Immediate and intermediate results of intracoronary stand-alone bolus administration of eptifibatide during coronary intervention (ICE) study

Background This study evaluated the immediate and intermediate results of intracoronary (IC) eptifibatide administration during percutaneous coronary intervention (PCI). Several studies tested intravenous (IV) bolus and continuous administration of eptifibatide during PCI. However, limited data are available regarding giving eptifibatide as IC bolus alone during PCI. Methods We studied clinical outcomes of 376 patients who received coronary stent(s) and eptifibatide by 3 applications during PCI and were followed up over 24 months. Group A (119 patients) had IC eptifibatide bolus only, group B (119 patients) had IC bolus and IV infusion, and group C (138 patients) had IV bolus and infusion.
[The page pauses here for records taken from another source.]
use std::{
	collections::HashMap,
	sync::{
		atomic::{AtomicBool, Ordering},
		Arc, Mutex, PoisonError,
	},
};

use async_trait::async_trait;

use crate::{
	Endpoint, Link, LinkDirection, LinkEvent, PeerIdentity, RegisterError, Transport,
	TransportError,
};

type SharedSlots = Arc<Mutex<HashMap<PeerIdentity, Slot>>>;
type LinkSinks = Arc<Mutex<Vec<flume::Sender<LinkEvent>>>>;

/// In-process transport: the shared namespace is a map from identity to the
/// claiming endpoint's mailbox. Useful for tests and for running several
/// peers inside one process.
///
/// A slot counts as claimed while its mailbox is alive; dropping or closing
/// the endpoint releases the name, which is exactly the "release by
/// disconnecting" contract of the namespace.
#[derive(Debug, Default, Clone)]
pub struct MemoryTransport {
	slots: SharedSlots,
}

#[derive(Debug)]
struct Slot {
	mailbox: flume::Sender<Link>,
	/// Event senders of every link half terminating at this endpoint, so
	/// closing the endpoint can signal `Closed` to all of them.
	sinks: LinkSinks,
}

impl MemoryTransport {
	pub fn new() -> Self {
		Self::default()
	}
}

#[async_trait]
impl Transport for MemoryTransport {
	async fn register(&self, identity: &PeerIdentity) -> Result<Box<dyn Endpoint>, RegisterError> {
		let mut slots = self.slots.lock().unwrap_or_else(PoisonError::into_inner);

		if let Some(slot) = slots.get(identity) {
			if !slot.mailbox.is_disconnected() {
				return Err(RegisterError::NameUnavailable);
			}
		}

		let (mailbox, incoming) = flume::unbounded();
		let sinks = LinkSinks::default();
		slots.insert(
			identity.clone(),
			Slot {
				mailbox,
				sinks: sinks.clone(),
			},
		);

		Ok(Box::new(MemoryEndpoint {
			identity: identity.clone(),
			incoming,
			slots: self.slots.clone(),
			sinks,
			closed: AtomicBool::new(false),
		}))
	}
}

#[derive(Debug)]
struct MemoryEndpoint {
	identity: PeerIdentity,
	incoming: flume::Receiver<Link>,
	slots: SharedSlots,
	sinks: LinkSinks,
	closed: AtomicBool,
}

#[async_trait]
impl Endpoint for MemoryEndpoint {
	fn identity(&self) -> &PeerIdentity {
		&self.identity
	}

	async fn dial(&self, to: &PeerIdentity) -> Result<Link, TransportError> {
		if self.closed.load(Ordering::Acquire) {
			return Err(TransportError::ChannelClosed);
		}

		let (remote_mailbox, remote_sinks) = {
			let slots = self.slots.lock().unwrap_or_else(PoisonError::into_inner);
			let slot = slots
				.get(to)
				.filter(|slot| !slot.mailbox.is_disconnected())
				.ok_or_else(|| TransportError::Unreachable(to.clone()))?;
			(slot.mailbox.clone(), slot.sinks.clone())
		};

		let (our_events_tx, our_events_rx) = flume::unbounded();
		let (their_events_tx, their_events_rx) = flume::unbounded();
		let (our_out_tx, our_out_rx) = flume::unbounded();
		let (their_out_tx, their_out_rx) = flume::unbounded();

		// Each pump forwards one side's frames into the other side's event
		// stream and signals `Closed` when its sender is dropped.
		tokio::spawn(pump(our_out_rx, their_events_tx.clone()));
		tokio::spawn(pump(their_out_rx, our_events_tx.clone()));

		let _ = our_events_tx.send(LinkEvent::Open);
		let _ = their_events_tx.send(LinkEvent::Open);

		remote_mailbox
			.send(Link {
				remote: self.identity.clone(),
				direction: LinkDirection::Inbound,
				outgoing: their_out_tx,
				events: their_events_rx,
			})
			.map_err(|_| TransportError::Unreachable(to.clone()))?;

		track(&self.sinks, our_events_tx);
		track(&remote_sinks, their_events_tx);

		Ok(Link {
			remote: to.clone(),
			direction: LinkDirection::Outbound,
			outgoing: our_out_tx,
			events: our_events_rx,
		})
	}

	async fn accept(&self) -> Option<Link> {
		if self.closed.load(Ordering::Acquire) {
			return None;
		}
		self.incoming.recv_async().await.ok()
	}

	async fn close(&self) {
		if self.closed.swap(true, Ordering::AcqRel) {
			return;
		}

		// Releasing the slot drops the mailbox, which both frees the name
		// for a successor and wakes any pending `accept`.
		self.slots
			.lock()
			.unwrap_or_else(PoisonError::into_inner)
			.remove(&self.identity);

		let sinks = {
			let mut sinks = self.sinks.lock().unwrap_or_else(PoisonError::into_inner);
			std::mem::take(&mut *sinks)
		};
		for sink in sinks {
			let _ = sink.send(LinkEvent::Closed);
		}
	}
}

async fn pump(frames: flume::Receiver<Vec<u8>>, events: flume::Sender<LinkEvent>) {
	while let Ok(bytes) = frames.recv_async().await {
		if events.send(LinkEvent::Data(bytes)).is_err() {
			return;
		}
	}
	let _ = events.send(LinkEvent::Closed);
}

fn track(sinks: &LinkSinks, sink: flume::Sender<LinkEvent>) {
	let mut sinks = sinks.lock().unwrap_or_else(PoisonError::into_inner);
	sinks.retain(|tx| !tx.is_disconnected());
	sinks.push(sink);
}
The standard 2 boluses of eptifibatide 180 μg/kg were given either via IC or IV route, and only groups B and C received IV infusion at 2 μcg · kg−1 · min−1 for 18 to 24 hours. Results There were 256 males and 120 females, with a mean age of 57 ± 11 years. Among them, 52% were diabetic. The 6-, 12-, and 24-month cumulative composite end point of death and myocardial infraction was lower in group A (2.5%) compared with group C (10.8%, odds ratio [OR] 4.3, P = .029) and group B (5.8%, OR 2.6, P = .17). Compared with group A, target vessel revascularization was 3-fold in group C (OR 3.3, P = .001) and 2-fold in group B (OR 2.0, P = .061). Bleeding was significantly higher in group C (OR 5.4, P < .0001) and group B (OR 3.4, P = .007) compared with group A. Rehospitalization was significantly lower in group A (10.9%) compared with group B (16.8%) and group C (28%) (P = .0009). Conclusion The IC-bolus-alone application of eptifibatide may be safer and superior to the IV route, and continuous infusion may not be necessary. Large-scale prospective randomized trials are needed to further validate these findings.